In pediatric occupational therapy, OTs will actually utilize play as the mode to improve other occupational areas.
Play can be multifaceted in the skills that each activity requires, and therefore, one activity can work to strengthen multiple skills.
If a child is struggling to button his pants, (an ADL,) the OT might introduce a button sandwich game (Play) where the child buttons on different sandwich fillings.
This kind of game keeps a child motivated to repeat the buttoning motion multiple times.
With creativity, this activity can also challenge the child’s motor planning skills, memory, and visual discrimination.
With the bread on one side of the room and the fillings on the other, the therapist can provide verbal cues.
The therapist may say, “Crawl like a bear to get the mustard and pickles to button on your sandwich.”
What are the Goals in Occupational Therapy for Children?
Occupational therapy is always client centered.
When the client is a child, parents and teachers become valuable parts of the collaborative process as well. The can provide insight into the child's abilities, habits, routines, and be active in implementing OT suggested carryover activities to strengthen outcomes.
Other members of the treatment team might be a speech therapist, physical therapist, social worker, etc.

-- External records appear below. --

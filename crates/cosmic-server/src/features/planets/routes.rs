//! Planet API routes
//!
//! - `GET /planets` - List every planet
//! - `POST /planets` - Create a planet
//! - `GET /planets/:id` - Get a single planet
//! - `DELETE /planets/:id` - Delete a planet and its missions

use axum::{
    extract::State,
    http::StatusCode,
    response::{IntoResponse, Response},
    routing::get,
    Json, Router,
};
use sqlx::SqlitePool;

use crate::api::extract::{ApiJson, ApiPath};
use crate::api::response::ErrorResponse;

use super::{
    commands::{CreatePlanetCommand, CreatePlanetError, DeletePlanetCommand, DeletePlanetError},
    queries::{GetPlanetError, GetPlanetQuery, ListPlanetsError, ListPlanetsQuery},
};

pub fn planets_routes() -> Router<SqlitePool> {
    Router::new()
        .route("/", get(list_planets).post(create_planet))
        .route("/:id", get(get_planet).delete(delete_planet))
}

#[tracing::instrument(skip(pool, command))]
async fn create_planet(
    State(pool): State<SqlitePool>,
    ApiJson(command): ApiJson<CreatePlanetCommand>,
) -> Result<Response, PlanetApiError> {
    let planet = super::commands::create::handle(pool, command).await?;

    Ok((StatusCode::CREATED, Json(planet)).into_response())
}

#[tracing::instrument(skip(pool))]
async fn delete_planet(
    State(pool): State<SqlitePool>,
    ApiPath(id): ApiPath<i64>,
) -> Result<Response, PlanetApiError> {
    super::commands::delete::handle(pool, DeletePlanetCommand { id }).await?;

    Ok(StatusCode::NO_CONTENT.into_response())
}

#[tracing::instrument(skip(pool))]
async fn get_planet(
    State(pool): State<SqlitePool>,
    ApiPath(id): ApiPath<i64>,
) -> Result<Response, PlanetApiError> {
    let planet = super::queries::get::handle(pool, GetPlanetQuery { id }).await?;

    Ok((StatusCode::OK, Json(planet)).into_response())
}

#[tracing::instrument(skip(pool))]
async fn list_planets(State(pool): State<SqlitePool>) -> Result<Response, PlanetApiError> {
    let planets = super::queries::list::handle(pool, ListPlanetsQuery).await?;

    Ok((StatusCode::OK, Json(planets)).into_response())
}

#[derive(Debug)]
enum PlanetApiError {
    Create(CreatePlanetError),
    Delete(DeletePlanetError),
    Get(GetPlanetError),
    List(ListPlanetsError),
}

impl From<CreatePlanetError> for PlanetApiError {
    fn from(err: CreatePlanetError) -> Self {
        Self::Create(err)
    }
}

impl From<DeletePlanetError> for PlanetApiError {
    fn from(err: DeletePlanetError) -> Self {
        Self::Delete(err)
    }
}

impl From<GetPlanetError> for PlanetApiError {
    fn from(err: GetPlanetError) -> Self {
        Self::Get(err)
    }
}

impl From<ListPlanetsError> for PlanetApiError {
    fn from(err: ListPlanetsError) -> Self {
        Self::List(err)
    }
}

impl IntoResponse for PlanetApiError {
    fn into_response(self) -> Response {
        match self {
            PlanetApiError::Delete(DeletePlanetError::NotFound(_))
            | PlanetApiError::Get(GetPlanetError::NotFound(_)) => {
                ErrorResponse::new("Planet not found").with_status(StatusCode::NOT_FOUND)
            },
            PlanetApiError::Create(CreatePlanetError::Database(_))
            | PlanetApiError::Delete(DeletePlanetError::Database(_))
            | PlanetApiError::Get(GetPlanetError::Database(_))
            | PlanetApiError::List(ListPlanetsError::Database(_)) => {
                tracing::error!("Database error in planets API: {}", self);
                ErrorResponse::new("Request could not be completed")
                    .with_status(StatusCode::BAD_REQUEST)
            },
        }
    }
}

impl std::fmt::Display for PlanetApiError {
    fn fmt(&self, f: &mut std::fmt::Formatter<'_>) -> std::fmt::Result {
        match self {
            Self::Create(e) => write!(f, "{}", e),
            Self::Delete(e) => write!(f, "{}", e),
            Self::Get(e) => write!(f, "{}", e),
            Self::List(e) => write!(f, "{}", e),
        }
    }
}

As a team, we communicate our observations and concerns. Then we each craft measurable goals, along with a treatment plan tailored carefully to the child.

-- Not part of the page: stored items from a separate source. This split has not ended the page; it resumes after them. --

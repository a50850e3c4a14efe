pub mod get;
pub mod list;

pub use get::{GetPlanetError, GetPlanetQuery};
pub use list::{ListPlanetsError, ListPlanetsQuery};
//! Server-specific error types
//!
//! Request-level failures are typed per operation inside each feature; this
//! module covers what can go wrong while starting and running the server.

use thiserror::Error;

use crate::db::DbError;

/// Result type alias for server operations
pub type ServerResult<T> = std::result::Result<T, ServerError>;

#[derive(Error, Debug)]
pub enum ServerError {
    #[error("Database error: {0}")]
    Database(#[from] DbError),

    #[error("IO error: {0}")]
    Io(#[from] std::io::Error),

    #[error("Configuration error: {0}")]
    Config(String),
}
use serde::{Deserialize, Serialize};
use sqlx::SqlitePool;

use crate::models::Planet;

#[derive(Debug, Clone, Serialize, Deserialize)]
pub struct GetPlanetQuery {
    pub id: i64,
}

#[derive(Debug, thiserror::Error)]
pub enum GetPlanetError {
    #[error("Planet {0} not found")]
    NotFound(i64),
    #[error("Database error: {0}")]
    Database(#[from] sqlx::Error),
}

#[tracing::instrument(skip(pool))]
pub async fn handle(pool: SqlitePool, query: GetPlanetQuery) -> Result<Planet, GetPlanetError> {
    sqlx::query_as::<_, Planet>(
        "SELECT id, name, distance_from_earth, nearest_star, image FROM planets WHERE id = ?1",
    )
    .bind(query.id)
    .fetch_optional(&pool)
    .await?
    .ok_or(GetPlanetError::NotFound(query.id))
}
//! List scientists query

use serde::{Deserialize, Serialize};
use sqlx::SqlitePool;

use crate::models::Scientist;

/// Query for every scientist, in creation order
#[derive(Debug, Clone, Default, Serialize, Deserialize)]
pub struct ListScientistsQuery;

#[derive(Debug, thiserror::Error)]
pub enum ListScientistsError {
    #[error("Database error: {0}")]
    Database(#[from] sqlx::Error),
}

#[tracing::instrument(skip(pool))]
pub async fn handle(
    pool: SqlitePool,
    _query: ListScientistsQuery,
) -> Result<Vec<Scientist>, ListScientistsError> {
    let scientists = sqlx::query_as::<_, Scientist>(
        "SELECT id, name, field_of_study, avatar FROM scientists ORDER BY id",
    )
    .fetch_all(&pool)
    .await?;

    tracing::debug!(count = scientists.len(), "Listed scientists");

    Ok(scientists)
}

#[cfg(test)]
mod tests {
    use super::*;
    use crate::features::shared::test_helpers::TestScientist;

    #[sqlx::test]
    async fn test_handle_empty(pool: SqlitePool) -> sqlx::Result<()> {
        let scientists = handle(pool.clone(), ListScientistsQuery).await.unwrap();
        assert!(scientists.is_empty());
        Ok(())
    }

    #[sqlx::test]
    async fn test_handle_lists_in_creation_order(pool: SqlitePool) -> sqlx::Result<()> {
        TestScientist::new("Zed", "Zoology").insert(&pool).await?;
        TestScientist::new("Amy", "Astronomy").insert(&pool).await?;

        let names: Vec<String> = handle(pool.clone(), ListScientistsQuery)
            .await
            .unwrap()
            .into_iter()
            .map(|s| s.name)
            .collect();
        assert_eq!(names, vec!["Zed", "Amy"]);
        Ok(())
    }
}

The child’s goals, progress, and related information from all service providers is compiled into a comprehensive report.
For children ages 0-3, this report is known as an IFSP (Individualized Family Service Plan)

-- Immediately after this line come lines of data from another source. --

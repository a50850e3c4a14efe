//! Shared validation utilities
//!
//! Required text fields must be present and contain something other than
//! whitespace; required references must be present. Existence of the
//! referenced row is checked by the handler against the database.
//!
//! ```rust,ignore
//! use cosmic_server::features::shared::validation::required_text;
//!
//! let name = required_text(command.name.as_deref(), "name")?;
//! ```

use serde::{Deserialize, Deserializer};
use thiserror::Error;

/// A single field failed validation
#[derive(Debug, Error, Clone, PartialEq, Eq)]
pub enum FieldValidationError {
    #[error("{field} is required")]
    Required { field: &'static str },
}

/// Require a non-blank text value, returning it unchanged
pub fn required_text<'a>(
    value: Option<&'a str>,
    field: &'static str,
) -> Result<&'a str, FieldValidationError> {
    match value {
        Some(text) if !text.trim().is_empty() => Ok(text),
        _ => Err(FieldValidationError::Required { field }),
    }
}

/// Require a reference id to be present
pub fn required_id(value: Option<i64>, field: &'static str) -> Result<i64, FieldValidationError> {
    value.ok_or(FieldValidationError::Required { field })
}

/// Deserialize a PATCH field so that "absent" and "null" stay distinguishable
///
/// Use with `#[serde(default, deserialize_with = "patch_field")]` on an
/// `Option<Option<T>>`: a missing key stays `None`, `null` becomes
/// `Some(None)` and a value becomes `Some(Some(value))`.
pub fn patch_field<'de, D, T>(deserializer: D) -> Result<Option<Option<T>>, D::Error>
where
    D: Deserializer<'de>,
    T: Deserialize<'de>,
{
    Option::<T>::deserialize(deserializer).map(Some)
}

Children ages 3-18, have an IEP (Individualized Education Program).
The occupational therapist will address the OT goals using evidence-based practice models
He/she will also provide education, home exercise plans (HEP), and consultation to families, as needed.
How do I Know If My Child Needs OT?
Delayed or Skipped Milestones
He/she can’t keep up with peers during play or educational activities
Sensitivity or Lack of Sensitivity to Motion, Smell, Touch, Sound
Child is “clumsy” - Bumping into Objects or Others
Weakness in Core, Upper Body, or Hands
Easily Distracted (in either direction) Spacy or Hyper
Low Energy or High energy
Unable to Follow Directions
truggles to Manipulate Age Appropriate Toys
Inept at Dressing, Toileting, or Grooming
Fatigue During Writing or Coloring
No Hand Dominance
Mouthing or Biting
Pressing Too Hard or Too Lightly on Pencil
**If any of these areas are being affected for your child, consult with an occupational therapist.
An OT will work to discover the underlying reason for the lapse in development, whether it’s a particular muscle group weakness, visual motor skill deficit, or a sensory processing issue, etc.
What Skills Do Pediatric Occupational Therapists Work On?
Moderating Tone – Low or High Tone
Visual Processing Skills
Fine Motor Skills
Muscle Strength in the Upper Body, Core, and Hands
What Childhood Diagnoses Can Benefit from OT?
Birth Defects or Injuries
Traumatic Brain Injuries
Sensory Processing Disorders
Never underestimate the impact early intervention occupational therapy can have on a child!
Children’s brains are malleable, and they are developing at such a rapid rate, making it the most crucial time to enter treatment as it is the most powerful.
With the right occupational therapist, the progress in early childhood can be astounding.
If you have an OT concern for a student or your own child, reach out to an OTR/L!!